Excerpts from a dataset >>

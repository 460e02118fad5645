//! Reactive Primitives
//!
//! This module implements the user-facing reactive layer on top of the
//! observers: observable cells, computed values, reactions and autoruns.
//!
//! # Concepts
//!
//! ## Observables
//!
//! An [`Observable`] is a container for mutable state. Reading it inside a
//! capture window records it as a dependency. Writing a new value notifies
//! everything subscribed to it.
//!
//! ## Computed Values
//!
//! A [`Computed`] is a derived value that caches its result. It evaluates
//! lazily on read and is invalidated as soon as a dependency is written.
//!
//! ## Reactions and Autoruns
//!
//! A reaction runs a handler when the dependencies of an expression change.
//! An [`Autorun`] is a reaction whose handler is also its expression, so its
//! dependencies are rediscovered on every run.
//!
//! ## Actions
//!
//! Writes made inside an action are batched: each reaction fires once when
//! the outermost action ends, however many of its dependencies changed.
//!
//! # Implementation Notes
//!
//! Dependency discovery uses a thread-local stack of capture frames (see
//! [`CaptureWindow`]). Every subscription is scoped by a
//! [`Lifetime`](crate::lifetime::Lifetime) nested under its owner.

mod autorun;
mod computed;
mod context;
mod observable;
mod reaction;
mod runtime;
mod scope;
mod subscriber;

pub use autorun::{autorun, Autorun, AutorunState};
pub use computed::{computed, CachedResult, Computed};
pub use context::{CaptureWindow, DependencySet, ObserverId};
pub use observable::{observable, Observable};
pub use reaction::{
    action, once, reaction, reaction_to, DependencySubscription, ReactionDependency,
    ReactionOptions,
};
pub use runtime::Runtime;
pub use scope::TrackedScope;
pub use subscriber::{GetHandler, Handler, HandlerId};
//! Handler types for the reactive system.
//!
//! A [`Handler`] is the callback a subscriber hands to a set emitter. It
//! carries a [`HandlerId`] so that one handler subscribed to several
//! properties can be recognised as the same subscriber when a transaction
//! flushes.

use std::fmt;
use std::sync::atomic::{AtomicU64, Ordering};
use std::sync::Arc;

/// Unique identifier for a handler.
///
/// Cloning a [`Handler`] keeps its ID; every [`Handler::new`] gets a new one.
#[derive(Debug, Clone, Copy, PartialEq, Eq, Hash)]
pub struct HandlerId(u64);

impl HandlerId {
    /// Generate a new unique handler ID.
    pub fn new() -> Self {
        static COUNTER: AtomicU64 = AtomicU64::new(0);
        Self(COUNTER.fetch_add(1, Ordering::Relaxed))
    }
}

impl Default for HandlerId {
    fn default() -> Self {
        Self::new()
    }
}

/// A change handler with a stable identity.
#[derive(Clone)]
pub struct Handler {
    id: HandlerId,
    callback: Arc<dyn Fn() + Send + Sync>,
}

impl Handler {
    pub fn new<F>(callback: F) -> Self
    where
        F: Fn() + Send + Sync + 'static,
    {
        Self {
            id: HandlerId::new(),
            callback: Arc::new(callback),
        }
    }

    pub fn id(&self) -> HandlerId {
        self.id
    }

    /// Invoke the handler.
    pub fn call(&self) {
        (self.callback)();
    }
}

impl PartialEq for Handler {
    fn eq(&self, other: &Self) -> bool {
        self.id == other.id
    }
}

impl Eq for Handler {}

impl fmt::Debug for Handler {
    fn fmt(&self, f: &mut fmt::Formatter<'_>) -> fmt::Result {
        f.debug_tuple("Handler").field(&self.id).finish()
    }
}

/// Listener notified with the identity of every property read.
pub type GetHandler = Arc<dyn Fn(crate::observer::PropertyId) + Send + Sync>;
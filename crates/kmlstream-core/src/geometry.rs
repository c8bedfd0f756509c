//! GeoJSON geometry model.

use serde::{Deserialize, Serialize};
use std::fmt;

/// A single position: `[x, y]` or `[x, y, z]`.
pub type Position = Vec<f64>;

/// GeoJSON geometry, serialized with its `type` tag.
///
/// Polygon rings are ordered with the outer ring at index 0 and inner rings
/// following in encounter order.
#[derive(Debug, Clone, PartialEq, Serialize, Deserialize)]
#[serde(tag = "type")]
pub enum Geometry {
    Point { coordinates: Position },
    LineString { coordinates: Vec<Position> },
    Polygon { coordinates: Vec<Vec<Position>> },
    MultiPoint { coordinates: Vec<Position> },
    MultiLineString { coordinates: Vec<Vec<Position>> },
    MultiPolygon { coordinates: Vec<Vec<Vec<Position>>> },
    GeometryCollection { geometries: Vec<Geometry> },
}

/// Discriminant of a [`Geometry`], used when unifying multigeometry children.
#[derive(Debug, Clone, Copy, PartialEq, Eq, Hash)]
pub enum GeometryType {
    Point,
    LineString,
    Polygon,
    MultiPoint,
    MultiLineString,
    MultiPolygon,
    GeometryCollection,
}

impl GeometryType {
    /// The GeoJSON `type` string.
    pub fn as_str(&self) -> &'static str {
        match self {
            Self::Point => "Point",
            Self::LineString => "LineString",
            Self::Polygon => "Polygon",
            Self::MultiPoint => "MultiPoint",
            Self::MultiLineString => "MultiLineString",
            Self::MultiPolygon => "MultiPolygon",
            Self::GeometryCollection => "GeometryCollection",
        }
    }
}

impl fmt::Display for GeometryType {
    fn fmt(&self, f: &mut fmt::Formatter<'_>) -> fmt::Result {
        f.write_str(self.as_str())
    }
}

impl Geometry {
    /// Returns the variant of this geometry.
    pub fn geometry_type(&self) -> GeometryType {
        match self {
            Self::Point { .. } => GeometryType::Point,
            Self::LineString { .. } => GeometryType::LineString,
            Self::Polygon { .. } => GeometryType::Polygon,
            Self::MultiPoint { .. } => GeometryType::MultiPoint,
            Self::MultiLineString { .. } => GeometryType::MultiLineString,
            Self::MultiPolygon { .. } => GeometryType::MultiPolygon,
            Self::GeometryCollection { .. } => GeometryType::GeometryCollection,
        }
    }

    /// An empty point, filled in once `<coordinates>` text arrives.
    ///
    /// A `<Point>` without `<coordinates>` is emitted as is, with
    /// `"coordinates": []`, even though that does not pass
    /// `validate_feature`.
    pub fn empty_point() -> Self {
        Self::Point {
            coordinates: Vec::new(),
        }
    }

    /// An empty line string.
    pub fn empty_line_string() -> Self {
        Self::LineString {
            coordinates: Vec::new(),
        }
    }

    /// A polygon with no rings yet.
    pub fn empty_polygon() -> Self {
        Self::Polygon {
            coordinates: Vec::new(),
        }
    }
}
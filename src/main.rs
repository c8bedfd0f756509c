use anyhow::{Context, Result};
use clap::Parser;
use kmlstream_core::{AppConfig, LogFormat, LoggingConfig};
use kmlstream_parser::{validate_feature, FeatureCollectionWriter, KmlReader};
use std::fs::File;
use std::io::{self, BufRead, BufReader, BufWriter, Write};
use std::path::PathBuf;
use tracing::{debug, info};
use tracing_subscriber::EnvFilter;

/// kml2geojson - Stream a KML document into a GeoJSON FeatureCollection
#[derive(Parser, Debug)]
#[command(author, version, about, long_about = None)]
struct Args {
    /// KML file to read (defaults to stdin)
    input: Option<PathBuf>,

    /// File to write GeoJSON to (defaults to stdout)
    #[arg(short, long)]
    output: Option<PathBuf>,

    /// Path to a YAML configuration file
    #[arg(short, long, env = "KML2GEOJSON_CONFIG")]
    config: Option<PathBuf>,

    /// Pretty-print each feature
    #[arg(long)]
    pretty: bool,

    /// Reject features that are not valid GeoJSON
    #[arg(long)]
    validate: bool,

    /// Log level (overridden by RUST_LOG)
    #[arg(long)]
    log_level: Option<String>,

    /// Log format: text or json
    #[arg(long)]
    log_format: Option<LogFormat>,
}

fn load_config(args: &Args) -> Result<AppConfig> {
    let mut config = match &args.config {
        Some(path) => AppConfig::from_file(path)
            .with_context(|| format!("Failed to load config file: {:?}", path))?,
        None => AppConfig::default(),
    };

    // Command line flags win over the config file
    if args.pretty {
        config.output.pretty = true;
    }
    if let Some(level) = &args.log_level {
        config.logging.level = level.clone();
    }
    if let Some(format) = args.log_format {
        config.logging.format = format;
    }

    config.validate().context("Invalid configuration")?;
    Ok(config)
}

fn init_logging(logging: &LoggingConfig) {
    let filter = EnvFilter::try_from_default_env()
        .unwrap_or_else(|_| EnvFilter::new(logging.level.as_str()));

    // stdout carries GeoJSON, so logs go to stderr
    match logging.format {
        LogFormat::Text => tracing_subscriber::fmt()
            .with_env_filter(filter)
            .with_writer(io::stderr)
            .init(),
        LogFormat::Json => tracing_subscriber::fmt()
            .json()
            .with_env_filter(filter)
            .with_writer(io::stderr)
            .init(),
    }
}

fn main() -> Result<()> {
    // Parse command line arguments
    let args = Args::parse();
    let config = load_config(&args)?;
    init_logging(&config.logging);

    let capacity = config.converter.buffer_capacity;
    let input: Box<dyn BufRead> = match &args.input {
        Some(path) => {
            let file = File::open(path)
                .with_context(|| format!("Failed to open input file: {:?}", path))?;
            Box::new(BufReader::with_capacity(capacity, file))
        }
        None => Box::new(io::stdin().lock()),
    };
    let output: Box<dyn Write> = match &args.output {
        Some(path) => {
            let file = File::create(path)
                .with_context(|| format!("Failed to create output file: {:?}", path))?;
            Box::new(BufWriter::new(file))
        }
        None => Box::new(BufWriter::new(io::stdout().lock())),
    };

    info!(input = ?args.input, output = ?args.output, "starting conversion");

    let reader = KmlReader::with_options(input, config.converter.clone());
    let mut writer = FeatureCollectionWriter::new(output).pretty(config.output.pretty);

    for feature in reader {
        let feature = feature.context("Failed to parse KML input")?;
        if args.validate {
            validate_feature(&feature).with_context(|| {
                format!("Feature {} is not valid GeoJSON", writer.count() + 1)
            })?;
        }
        writer
            .write_feature(&feature)
            .context("Failed to write feature")?;
        debug!(feature = writer.count(), "feature written");
    }

    let count = writer.count();
    writer.finish().context("Failed to finish output")?;
    info!(features = count, "conversion complete");

    Ok(())
}
//! Typed coercion of `<SimpleData>` text.
//!
//! Numeric parsing is permissive: the longest valid numeric prefix is used and
//! text with no numeric prefix becomes NaN instead of being rejected.

use kmlstream_core::{FieldType, PropertyValue};

/// Coerces raw text according to a declared field type.
///
/// Returns `None` when the value must be dropped: a bool that is not one of
/// `true`/`false`/`1`/`0`, or a string that cleans to nothing.
pub fn coerce_value(field_type: FieldType, raw: &str) -> Option<PropertyValue> {
    if field_type.is_integer() {
        return Some(PropertyValue::Number(parse_int_lenient(raw)));
    }
    if field_type.is_float() {
        return Some(PropertyValue::Number(parse_float_lenient(raw)));
    }

    match field_type {
        FieldType::Bool => match raw {
            "true" | "1" => Some(PropertyValue::Bool(true)),
            "false" | "0" => Some(PropertyValue::Bool(false)),
            _ => None,
        },
        FieldType::String => {
            let cleaned = clean_string(raw);
            if cleaned.is_empty() {
                None
            } else {
                Some(PropertyValue::String(cleaned))
            }
        }
        _ => None,
    }
}

/// Normalizes a string field value.
///
/// A value made only of newline, carriage-return and tab characters is
/// emptied, literal `\\` becomes `\`, then literal `\r`, `\n` and `\t` become
/// the control characters, and finally surrounding whitespace is trimmed.
pub fn clean_string(raw: &str) -> String {
    let is_control_ws = |c: char| matches!(c, '\n' | '\r' | '\t');
    if raw.chars().count() >= 2 && raw.chars().all(is_control_ws) {
        return String::new();
    }

    let unescaped = raw.replace("\\\\", "\\");

    let mut out = String::with_capacity(unescaped.len());
    let mut chars = unescaped.chars().peekable();
    while let Some(c) = chars.next() {
        if c == '\\' {
            let replacement = match chars.peek() {
                Some('r') => Some('\r'),
                Some('n') => Some('\n'),
                Some('t') => Some('\t'),
                _ => None,
            };
            if let Some(r) = replacement {
                out.push(r);
                chars.next();
                continue;
            }
        }
        out.push(c);
    }

    out.trim().to_string()
}

/// Parses the leading base-10 integer of `raw`, or NaN if there is none.
pub fn parse_int_lenient(raw: &str) -> f64 {
    let s = raw.trim_start();
    let bytes = s.as_bytes();
    let mut end = 0;
    if matches!(bytes.first(), Some(b'+') | Some(b'-')) {
        end = 1;
    }
    let digits_start = end;
    while end < bytes.len() && bytes[end].is_ascii_digit() {
        end += 1;
    }
    if end == digits_start {
        return f64::NAN;
    }
    s[..end].parse().unwrap_or(f64::NAN)
}

/// Parses the leading decimal number of `raw` (with optional fraction and
/// exponent, or `Infinity`), or NaN if there is none.
pub fn parse_float_lenient(raw: &str) -> f64 {
    let s = raw.trim_start();
    let bytes = s.as_bytes();
    let mut end = 0;
    let negative = bytes.first() == Some(&b'-');
    if matches!(bytes.first(), Some(b'+') | Some(b'-')) {
        end = 1;
    }

    if s[end..].starts_with("Infinity") {
        return if negative { f64::NEG_INFINITY } else { f64::INFINITY };
    }

    let mut mantissa_digits = 0;
    while end < bytes.len() && bytes[end].is_ascii_digit() {
        end += 1;
        mantissa_digits += 1;
    }
    if end < bytes.len() && bytes[end] == b'.' {
        end += 1;
        while end < bytes.len() && bytes[end].is_ascii_digit() {
            end += 1;
            mantissa_digits += 1;
        }
    }
    if mantissa_digits == 0 {
        return f64::NAN;
    }

    // Exponent only counts when at least one digit follows it
    if end < bytes.len() && matches!(bytes[end], b'e' | b'E') {
        let mut exp_end = end + 1;
        if exp_end < bytes.len() && matches!(bytes[exp_end], b'+' | b'-') {
            exp_end += 1;
        }
        let exp_digits_start = exp_end;
        while exp_end < bytes.len() && bytes[exp_end].is_ascii_digit() {
            exp_end += 1;
        }
        if exp_end > exp_digits_start {
            end = exp_end;
        }
    }

    s[..end].parse().unwrap_or(f64::NAN)
}

#[cfg(test)]
mod tests {
    use super::*;

    #[test]
    fn test_parse_int_lenient() {
        assert_eq!(parse_int_lenient("42"), 42.0);
        assert_eq!(parse_int_lenient("  -17abc"), -17.0);
        assert_eq!(parse_int_lenient("12.9"), 12.0);
        assert_eq!(parse_int_lenient("+5"), 5.0);
        assert!(parse_int_lenient("abc").is_nan());
        assert!(parse_int_lenient("-").is_nan());
        assert!(parse_int_lenient("").is_nan());
    }

    #[test]
    fn test_parse_float_lenient() {
        assert_eq!(parse_float_lenient("3.25"), 3.25);
        assert_eq!(parse_float_lenient(" -0.5m"), -0.5);
        assert_eq!(parse_float_lenient(".5"), 0.5);
        assert_eq!(parse_float_lenient("5."), 5.0);
        assert_eq!(parse_float_lenient("1e3"), 1000.0);
        assert_eq!(parse_float_lenient("2e"), 2.0);
        assert_eq!(parse_float_lenient("2e+x"), 2.0);
        assert_eq!(parse_float_lenient("-Infinity"), f64::NEG_INFINITY);
        assert!(parse_float_lenient(".").is_nan());
        assert!(parse_float_lenient("n/a").is_nan());
    }

    #[test]
    fn test_clean_string() {
        assert_eq!(clean_string("  hello  "), "hello");
        assert_eq!(clean_string("\n\t"), "");
        assert_eq!(clean_string(r"line one\nline two"), "line one\nline two");
        assert_eq!(clean_string(r"a\tb\rc"), "a\tb\rc");
        // `\\` collapses first, so the resulting `\t` becomes a tab
        assert_eq!(clean_string(r"C:\\temp"), "C:\temp");
        assert_eq!(clean_string(r"keep \x as is"), r"keep \x as is");
        // Escaped backslash followed by n unescapes twice
        assert_eq!(clean_string(r"a\\nb"), "a\nb");
    }

    #[test]
    fn test_coerce_bool() {
        assert_eq!(coerce_value(FieldType::Bool, "1"), Some(PropertyValue::Bool(true)));
        assert_eq!(coerce_value(FieldType::Bool, "true"), Some(PropertyValue::Bool(true)));
        assert_eq!(coerce_value(FieldType::Bool, "0"), Some(PropertyValue::Bool(false)));
        assert_eq!(coerce_value(FieldType::Bool, "false"), Some(PropertyValue::Bool(false)));
        assert_eq!(coerce_value(FieldType::Bool, "maybe"), None);
        assert_eq!(coerce_value(FieldType::Bool, "TRUE"), None);
    }

    #[test]
    fn test_coerce_numbers() {
        assert_eq!(coerce_value(FieldType::Ushort, "7"), Some(PropertyValue::Number(7.0)));
        assert_eq!(coerce_value(FieldType::Double, "7.5"), Some(PropertyValue::Number(7.5)));

        match coerce_value(FieldType::Int, "seven") {
            Some(PropertyValue::Number(n)) => assert!(n.is_nan()),
            other => panic!("expected NaN number, got {:?}", other),
        }
    }

    #[test]
    fn test_coerce_string() {
        assert_eq!(
            coerce_value(FieldType::String, " Main St "),
            Some(PropertyValue::from("Main St"))
        );
        assert_eq!(coerce_value(FieldType::String, "   "), None);
    }
}
//! Typed field declarations from KML `<Schema>` blocks.

use serde::{Deserialize, Serialize};
use std::str::FromStr;

/// Declared type of a `<SimpleField>`.
#[derive(Debug, Clone, Copy, PartialEq, Eq, Hash, Serialize, Deserialize)]
#[serde(rename_all = "lowercase")]
pub enum FieldType {
    Int,
    Uint,
    Short,
    Ushort,
    Float,
    Double,
    Bool,
    String,
}

impl FieldType {
    /// Integer-valued types, parsed as base-10 integers.
    pub fn is_integer(&self) -> bool {
        matches!(self, Self::Int | Self::Uint | Self::Short | Self::Ushort)
    }

    /// Floating point types.
    pub fn is_float(&self) -> bool {
        matches!(self, Self::Float | Self::Double)
    }
}

impl FromStr for FieldType {
    type Err = String;

    /// Matches the `type` attribute exactly; KML type names are lowercase.
    fn from_str(s: &str) -> Result<Self, Self::Err> {
        match s {
            "int" => Ok(Self::Int),
            "uint" => Ok(Self::Uint),
            "short" => Ok(Self::Short),
            "ushort" => Ok(Self::Ushort),
            "float" => Ok(Self::Float),
            "double" => Ok(Self::Double),
            "bool" => Ok(Self::Bool),
            "string" => Ok(Self::String),
            other => Err(format!("unsupported field type: {other}")),
        }
    }
}

/// A field declared by `<SimpleField name=... type=...>`.
///
/// `field_type` is `None` when the declaration had no type or an unsupported
/// one; values for such fields are dropped.
#[derive(Debug, Clone, Default, PartialEq, Eq, Serialize, Deserialize)]
pub struct SchemaField {
    pub field_type: Option<FieldType>,
    pub display_name: Option<String>,
}

impl SchemaField {
    /// Builds a field from the raw `type` attribute.
    pub fn from_type_attr(type_attr: Option<&str>) -> Self {
        Self {
            field_type: type_attr.and_then(|t| t.parse().ok()),
            display_name: None,
        }
    }
}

PROBLEM STATEMENT >> The answer is the lines above between the line holding "to create output" and the line holding "cleans to nothing.", inclusive, each written out exactly, and no others.

TASK RESPONSE >>
                .with_context(|| format!("Failed to create output file: {:?}", path))?;
            Box::new(BufWriter::new(file))
        }
        None => Box::new(BufWriter::new(io::stdout().lock())),
    };

    info!(input = ?args.input, output = ?args.output, "starting conversion");

    let reader = KmlReader::with_options(input, config.converter.clone());
    let mut writer = FeatureCollectionWriter::new(output).pretty(config.output.pretty);

    for feature in reader {
        let feature = feature.context("Failed to parse KML input")?;
        if args.validate {
            validate_feature(&feature).with_context(|| {
                format!("Feature {} is not valid GeoJSON", writer.count() + 1)
            })?;
        }
        writer
            .write_feature(&feature)
            .context("Failed to write feature")?;
        debug!(feature = writer.count(), "feature written");
    }

    let count = writer.count();
    writer.finish().context("Failed to finish output")?;
    info!(features = count, "conversion complete");

    Ok(())
}
//! Typed coercion of `<SimpleData>` text.
//!
//! Numeric parsing is permissive: the longest valid numeric prefix is used and
//! text with no numeric prefix becomes NaN instead of being rejected.

use kmlstream_core::{FieldType, PropertyValue};

/// Coerces raw text according to a declared field type.
///
/// Returns `None` when the value must be dropped: a bool that is not one of
/// `true`/`false`/`1`/`0`, or a string that cleans to nothing.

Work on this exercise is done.